# **Reto I**

### 1. Datasets

Los datos de origen constan de dos archivos csv con la misma estructura y tipo de columnas.

* trade_details: dataset original con datos reales de operaciones financieras.
* trade_details_snapshot: copia de seguridad por posibles perdidas de datos.

### 2. Columnas y significado:

* mfamily: indica la familia de operaciones a la que pertenece.
* mgroup: indica el grupo de operaciones dentro de la familia.
* mtype: indica el tipo de operación dentro del grupo.
* origin_trade_number: indica el número de la operación de trading (la misma operación puede tener varios números de trading).
* origin_contract_number: indica el número de contrato de la operación (igual para todas las operaciones que pertenecen al mismo contrato).
* maturity: fecha de finalización del contrato de cada operación.

### 3. Descripción del problema:

En estos datasets se encuentran varias operaciones financieras de distinto tipo, que diferenciaremos mediante los distintos valores de las columnas mfamily, mgroup y mtype.

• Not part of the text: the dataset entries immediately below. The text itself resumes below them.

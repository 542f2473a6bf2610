//! Local editing model for a survey draft.
//!
//! Pages are held in a wide form that carries the fields of every page type.
//! Changing a page's type only flips [`PageLocal::page_type`]; the other
//! fields stay put so switching back restores what the author typed. Only
//! [`SurveyLocal::to_input`] narrows a page down to its active type.
//!
//! Page ids here are editing-session identities: `"1"` for the built-in
//! draft, `"template-<n>"` for template pages, `"local-<uuid>"` for added
//! pages, or the persisted id rendered as a string once a survey was fetched.
//! They never leave this module as store ids; [`PageInput`] has no id.

use serde::{Deserialize, Serialize};
use uuid::Uuid;

use crate::error::CoreError;
use crate::survey::{
    non_empty, null_as_default, Page, PageContent, PageInput, PageType, RatingType, Survey,
    SurveyInput, DEFAULT_RATING_SCALE,
};

/// Generate a fresh placeholder id for a page that has not been saved yet.
pub fn new_local_id() -> String {
    format!("local-{}", Uuid::new_v4())
}

// ---------------------------------------------------------------------------
// PageLocal
// ---------------------------------------------------------------------------

/// One page of a draft, carrying every page type's fields.
#[derive(Debug, Clone, PartialEq, Eq, Serialize, Deserialize)]
#[serde(default)]
pub struct PageLocal {
    pub id: String,
    #[serde(rename = "type")]
    pub page_type: PageType,
    #[serde(deserialize_with = "null_as_default")]
    pub title: String,
    #[serde(deserialize_with = "null_as_default")]
    pub description: String,
    #[serde(deserialize_with = "null_as_default")]
    pub placeholder: String,
    #[serde(deserialize_with = "null_as_default")]
    pub redirect_url: String,
    #[serde(deserialize_with = "null_as_default")]
    pub link_text: String,
    #[serde(deserialize_with = "null_as_default")]
    pub low_label: String,
    #[serde(deserialize_with = "null_as_default")]
    pub high_label: String,
    pub rating_type: Option<RatingType>,
    pub rating_scale: Option<i32>,
    #[serde(deserialize_with = "null_as_default")]
    pub options: Vec<String>,
    #[serde(deserialize_with = "null_as_default")]
    pub allow_multiple: bool,
}
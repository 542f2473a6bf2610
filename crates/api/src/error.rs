use axum::http::StatusCode;
use axum::response::{IntoResponse, Response};
use serde_json::json;
use tempo_core::error::CoreError;
use tempo_db::repositories::SurveyError;
use tempo_db::store::StoreError;

/// Application-level error type for HTTP handlers.
///
/// Wraps [`CoreError`] and [`SurveyError`] and adds the request-level
/// `NotFound`/`BadRequest` cases. Internal failures arrive as
/// [`CoreError::Internal`] or a store error.
/// Implements [`IntoResponse`] to produce consistent JSON error responses.
#[derive(Debug, thiserror::Error)]
pub enum AppError {
    /// A domain-level error from `tempo_core`.
    #[error(transparent)]
    Core(#[from] CoreError),

    /// A repository error from `tempo_db`.
    #[error(transparent)]
    Survey(#[from] SurveyError),

    /// A resource addressed by something other than a database id is missing.
    #[error("Not found: {0}")]
    NotFound(String),

    /// A bad request with a human-readable message.
    #[error("Bad request: {0}")]
    BadRequest(String),
}

/// Convenience type alias for handler return values.
pub type AppResult<T> = Result<T, AppError>;

impl IntoResponse for AppError {
    fn into_response(self) -> Response {
        let (status, code, message) = match &self {
            AppError::Core(core) => classify_core_error(core),

            AppError::Survey(SurveyError::Core(core)) => classify_core_error(core),
            AppError::Survey(SurveyError::Store { operation, source }) => {
                classify_store_error(*operation, source)
            }

            AppError::NotFound(msg) => (StatusCode::NOT_FOUND, "NOT_FOUND", msg.clone()),
            AppError::BadRequest(msg) => (StatusCode::BAD_REQUEST, "BAD_REQUEST", msg.clone()),
        };

        let body = json!({
            "error": message,
            "code": code,
        });

        (status, axum::Json(body)).into_response()
    }
}

fn internal() -> (StatusCode, &'static str, String) {
    (
        StatusCode::INTERNAL_SERVER_ERROR,
        "INTERNAL_ERROR",
        "An internal error occurred".to_string(),
    )
}

fn classify_core_error(core: &CoreError) -> (StatusCode, &'static str, String) {
    match core {
        CoreError::NotFound { entity, id } => (
            StatusCode::NOT_FOUND,
            "NOT_FOUND",
            format!("{entity} with id {id} not found"),
        ),
        CoreError::Validation(msg) => (StatusCode::BAD_REQUEST, "VALIDATION_ERROR", msg.clone()),
        CoreError::Unauthorized(msg) => (StatusCode::UNAUTHORIZED, "UNAUTHORIZED", msg.clone()),
        CoreError::Forbidden(msg) => (StatusCode::FORBIDDEN, "FORBIDDEN", msg.clone()),
        CoreError::Internal(msg) => {
            tracing::error!(error = %msg, "Internal core error");
            internal()
        }
    }
}

/// Store failures never leak details to the client; they are logged with
/// the cascade step that failed.
fn classify_store_error(
    operation: &'static str,
    err: &StoreError,
) -> (StatusCode, &'static str, String) {
    match err {
        StoreError::Database(db_err) => classify_sqlx_error(operation, db_err),
        other => {
            tracing::error!(operation, error = %other, "Store error");
            internal()
        }
    }
}

/// Classify a sqlx error into an HTTP status, error code, and message.
///
/// - `RowNotFound` maps to 404.
/// - Foreign key violations (a parent removed mid-cascade) map to 409.
/// - Everything else maps to 500 with a sanitized message.
fn classify_sqlx_error(
    operation: &'static str,
    err: &sqlx::Error,
) -> (StatusCode, &'static str, String) {
    match err {
        sqlx::Error::RowNotFound => (
            StatusCode::NOT_FOUND,
            "NOT_FOUND",
            "Resource not found".to_string(),
        ),
        sqlx::Error::Database(db_err) if db_err.code().as_deref() == Some("23503") => {
            tracing::warn!(operation, error = %db_err, "Foreign key violation");
            (
                StatusCode::CONFLICT,
                "CONFLICT",
                "The survey was modified concurrently; reload and try again".to_string(),
            )
        }
        other => {
            tracing::error!(operation, error = %other, "Database error");
            internal()
        }
    }
}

Existe un cierto tipo de operaciones especiales, llamadas FXSwaps. Estas pueden ser diferenciadas por medio de los siguientes valores:

**mfamily = CURR** \
**mgroup = FXD** \
**mtype = SWLEG**

Podemos ver en nuestro dataset que estas operaciones aparecen duplicadas, es decir, con el mismo **origin_contract_number** aunque distinto **origin_trade_number**. De estas operaciones duplicadas en origen, queremos obtener solo una de ellas.

La forma para decidir cuál de las operaciones nos interesa obtener es mediante la columna *maturity*. De ambas operaciones de trading (distinto origin_trade_number) para un mismo contrato (origin_contract_number), queremos obtener solo la *long leg*, es decir, la que tiene una mayor fecha de vencimiento (fecha más actual de la columna maturity).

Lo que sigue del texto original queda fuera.